AGENT_PANEL_DOCK_BUTTONS.md

Dock Buttons Redesign: Grouped Sub-Panel Toggles

Goal

Allow the agent thread view and the threads sidebar to be independently toggled from the status bar, while sharing a single dock slot and rendering side by side when both are active.

Currently the threads sidebar and the thread view are combined as a single agent panel, so this the design in this doc leverages this existing state to move us to a world where we can control each sub-panel's visibility with independent dock buttons.
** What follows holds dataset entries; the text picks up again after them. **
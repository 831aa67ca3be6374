//! Simulated glove peripherals.
//!
//! The real device talks to a 14-channel ADC over SPI and a 5-channel
//! brushed-motor driver; neither exists on a development host, so this
//! crate provides deterministic stand-ins wired to the same traits.
//! The serial wire and the periodic timer live in [`wire`] as
//! background threads that invoke the core's handler entry points.

pub mod error;
pub mod wire;

pub use error::HwError;

use std::sync::{Arc, Mutex, PoisonError};

use glove_traits::{Adc, Direction, MOTOR_COUNT, MotorChannel, MotorDriver, Potentiometer};

/// Simulated 10-bit ADC. Each finger's joints follow a shared integer
/// triangle wave around `midpoint`, phase-shifted per finger so the
/// fingers do not move in lockstep. Motor-current channels read the
/// midpoint.
pub struct SimulatedAdc {
    midpoint: u16,
    amplitude: u16,
    /// Steps for a full flex-extend cycle.
    period: u32,
    step: u32,
    /// Channel forced to fail, for exercising the skip path.
    fail_channel: Option<Potentiometer>,
}

impl SimulatedAdc {
    pub fn new(midpoint: u16, amplitude: u16, period: u32) -> Self {
        Self {
            midpoint,
            amplitude,
            period: period.max(2),
            step: 0,
            fail_channel: None,
        }
    }

    /// Force one channel to error on every read.
    pub fn fail_channel(mut self, channel: Potentiometer) -> Self {
        self.fail_channel = Some(channel);
        self
    }

    /// Triangle deviation from the midpoint at `step`, in raw counts.
    fn wave(&self, step: u32) -> i32 {
        let half = self.period / 2;
        let pos = step % self.period;
        let ramp = if pos < half { pos } else { self.period - pos };
        let amp = i64::from(self.amplitude);
        let value = amp * 2 * i64::from(ramp) / i64::from(half.max(1)) - amp;
        value as i32
    }
}

impl Adc for SimulatedAdc {
    fn read_pot(
        &mut self,
        channel: Potentiometer,
    ) -> Result<u16, Box<dyn std::error::Error + Send + Sync>> {
        if self.fail_channel == Some(channel) {
            return Err(Box::new(HwError::AdcUnavailable(channel.index() as u8)));
        }
        // One wave step per full sweep of the channels.
        if channel.index() == 0 {
            self.step = self.step.wrapping_add(1);
        }
        let phase = (channel.index() / 3) as u32 * (self.period / 5);
        let raw = i32::from(self.midpoint) + self.wave(self.step.wrapping_add(phase));
        Ok(raw.clamp(0, 0x03FF) as u16)
    }

    fn read_motor_current(
        &mut self,
        _channel: MotorChannel,
    ) -> Result<u16, Box<dyn std::error::Error + Send + Sync>> {
        Ok(self.midpoint)
    }
}

/// Last commanded value for one motor channel.
#[derive(Debug, Clone, Copy, PartialEq, Eq)]
pub struct MotorCmd {
    pub duty: u8,
    pub phase: Direction,
}

impl Default for MotorCmd {
    fn default() -> Self {
        Self {
            duty: 0,
            phase: Direction::Forward,
        }
    }
}

/// Simulated motor driver. Commands are recorded behind a shared
/// handle so a test or the CLI can inspect them after the driver moves
/// into the control loop.
#[derive(Default)]
pub struct SimulatedMotorDriver {
    state: Arc<Mutex<MotorBank>>,
}

#[derive(Debug, Default)]
struct MotorBank {
    cmds: [MotorCmd; MOTOR_COUNT],
    enabled: bool,
}

impl SimulatedMotorDriver {
    pub fn new() -> Self {
        Self::default()
    }

    pub fn view(&self) -> MotorView {
        MotorView {
            state: Arc::clone(&self.state),
        }
    }
}

/// Read-only window onto a [`SimulatedMotorDriver`]'s recorded state.
#[derive(Clone)]
pub struct MotorView {
    state: Arc<Mutex<MotorBank>>,
}

impl MotorView {
    pub fn cmd(&self, motor: MotorChannel) -> MotorCmd {
        self.state
            .lock()
            .unwrap_or_else(PoisonError::into_inner)
            .cmds[motor.index()]
    }

    pub fn enabled(&self) -> bool {
        self.state
            .lock()
            .unwrap_or_else(PoisonError::into_inner)
            .enabled
    }
}

impl MotorDriver for SimulatedMotorDriver {
    fn set_duty(
        &mut self,
        motor: MotorChannel,
        duty: u8,
    ) -> Result<(), Box<dyn std::error::Error + Send + Sync>> {
        tracing::trace!(motor = motor.index(), duty, "sim duty");
        self.state
            .lock()
            .unwrap_or_else(PoisonError::into_inner)
            .cmds[motor.index()]
            .duty = duty;
        Ok(())
    }

    fn set_phase(
        &mut self,
        motor: MotorChannel,
        direction: Direction,
    ) -> Result<(), Box<dyn std::error::Error + Send + Sync>> {
        tracing::trace!(motor = motor.index(), ?direction, "sim phase");
        self.state
            .lock()
            .unwrap_or_else(PoisonError::into_inner)
            .cmds[motor.index()]
            .phase = direction;
        Ok(())
    }

    fn set_enable(
        &mut self,
        enabled: bool,
    ) -> Result<(), Box<dyn std::error::Error + Send + Sync>> {
        tracing::debug!(enabled, "sim driver stage");
        self.state
            .lock()
            .unwrap_or_else(PoisonError::into_inner)
            .enabled = enabled;
        Ok(())
    }
}
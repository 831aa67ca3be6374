//! Exercise session state driven by host commands.

use crate::protocol::{Command, ResistanceLevel};
use tracing::{info, warn};

/// Whether an exercise is running and at what resistance.
///
/// The resistance level can only change while no exercise is in
/// progress; a `SetResistance` received mid-session is rejected.
#[derive(Debug, Clone, Copy, Default)]
pub struct ExerciseSession {
    started: bool,
    level: ResistanceLevel,
}

impl ExerciseSession {
    pub fn new() -> Self {
        Self::default()
    }

    pub fn started(&self) -> bool {
        self.started
    }

    pub fn level(&self) -> ResistanceLevel {
        self.level
    }

    /// Duty applied while a motor pulse is active.
    pub fn duty(&self) -> u8 {
        self.level.duty()
    }

    pub fn apply(&mut self, command: Command) {
        match command {
            Command::SetResistance(level) => {
                if self.started {
                    warn!(
                        level = level.as_u8(),
                        "resistance change rejected while exercise is running"
                    );
                } else {
                    info!(level = level.as_u8(), duty = level.duty(), "resistance set");
                    self.level = level;
                }
            }
            Command::Start => {
                info!("exercise started");
                self.started = true;
            }
            Command::Stop => {
                info!("exercise stopped");
                self.started = false;
            }
        }
    }

    /// Stop triggered by a motor fault rather than a host command.
    pub fn force_stop(&mut self) {
        if self.started {
            warn!("exercise force-stopped");
        }
        self.started = false;
    }
}

#[cfg(test)]
mod tests {
    use super::*;

    #[test]
    fn defaults_to_easiest_level_not_started() {
        let s = ExerciseSession::new();
        assert!(!s.started());
        assert_eq!(s.level(), ResistanceLevel::L5);
        assert_eq!(s.duty(), 100);
    }

    #[test]
    fn level_changes_only_while_stopped() {
        let mut s = ExerciseSession::new();
        s.apply(Command::SetResistance(ResistanceLevel::L3));
        assert_eq!(s.duty(), 150);
        s.apply(Command::Start);
        s.apply(Command::SetResistance(ResistanceLevel::L1));
        assert_eq!(s.duty(), 150, "mid-session change must be rejected");
        s.apply(Command::Stop);
        s.apply(Command::SetResistance(ResistanceLevel::L1));
        assert_eq!(s.duty(), 200);
    }

    #[test]
    fn force_stop_ends_the_session() {
        let mut s = ExerciseSession::new();
        s.apply(Command::Start);
        s.force_stop();
        assert!(!s.started());
    }
}
use glove_config::load_toml;
use rstest::rstest;

#[test]
fn rejects_zero_loop_hz() {
    let toml = r#"
[timing]
loop_hz = 0
tick_hz = 122
pulse_ms = 500
"#;
    let cfg = load_toml(toml).expect("parse TOML");
    let err = cfg.validate().expect_err("should reject loop_hz=0");
    assert!(format!("{err}").contains("timing.loop_hz must be > 0"));
}

#[rstest]
#[case(0, "default_level must be in [1, 5]")]
#[case(6, "default_level must be in [1, 5]")]
fn rejects_out_of_range_default_level(#[case] level: u8, #[case] msg: &str) {
    let toml = format!("[session]\ndefault_level = {level}\n");
    let cfg = load_toml(&toml).expect("parse TOML");
    let err = cfg.validate().expect_err("should reject level");
    assert!(format!("{err}").contains(msg));
}

#[test]
fn rejects_sim_wave_leaving_ten_bits() {
    let toml = r#"
[sim]
midpoint = 900
amplitude = 200
"#;
    let cfg = load_toml(toml).expect("parse TOML");
    let err = cfg.validate().expect_err("peak exceeds 10-bit range");
    assert!(format!("{err}").contains("sim.midpoint + sim.amplitude"));
}

#[test]
fn accepts_full_config() {
    let toml = r#"
[logging]
file = "glove.log"
level = "debug"

[timing]
loop_hz = 100
tick_hz = 122
pulse_ms = 500
stabilize_iters = 255

[session]
default_level = 3

[sim]
flex_period_ms = 2000
amplitude = 150
midpoint = 500
"#;
    let cfg = load_toml(toml).expect("parse TOML");
    cfg.validate().expect("config validates");
    assert_eq!(cfg.session.default_level, 3);
    assert_eq!(cfg.logging.file.as_deref(), Some("glove.log"));
}

#[test]
fn unknown_keys_are_tolerated() {
    // Forward compatibility: extra sections parse without error.
    let toml = r#"
[timing]
loop_hz = 100

[future_section]
knob = 1
"#;
    let cfg = load_toml(toml).expect("parse TOML");
    cfg.validate().expect("config validates");
}
#![no_main]
use libfuzzer_sys::fuzz_target;

fuzz_target!(|data: &str| {
    // We fuzz TOML parsing of Config and ensure it never panics and rejects invalids gracefully.
    // Accept both parse errors and validation errors, but do not allow panics.
    let parsed = toml::from_str::<glove_config::Config>(data);
    match parsed {
        Ok(cfg) => {
            // Ensure validate() does not panic
            let _ = cfg.validate();
        }
        Err(_e) => {
            // parse error is acceptable
        }
    }
});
Today, each panel in a dock gets exactly one icon button in the status bar, and only one panel can be visible per dock at a time. We want to support panels that expose multiple buttons, each controlling an independent sub-view within the panel.

Design

The core of the idea add the methods to the Panel trait to let them return multiple buttons and have these be rendered in the status bar. We can then handle these pretty much uniformly for all panels, even though only the agent panel will have multiple dock buttons.

New DockButton struct

A small struct describing a single button to render in the status bar:

  • name: &'static str — element ID for the button
  • icon: IconName — the icon to display
  • tooltip: SharedString — hover tooltip text
  • action: Box<dyn Action> — action dispatched on click
  • is_active: bool — whether the button appears toggled on

New dock_buttons() method on Panel

fn dock_buttons(&self, window: &Window, cx: &App) -> Vec<DockButton>

The default implementation delegates to the existing icon(), icon_tooltip(), and toggle_action() methods, returning a single DockButton with is_active: true. This means every existing panel works without changes.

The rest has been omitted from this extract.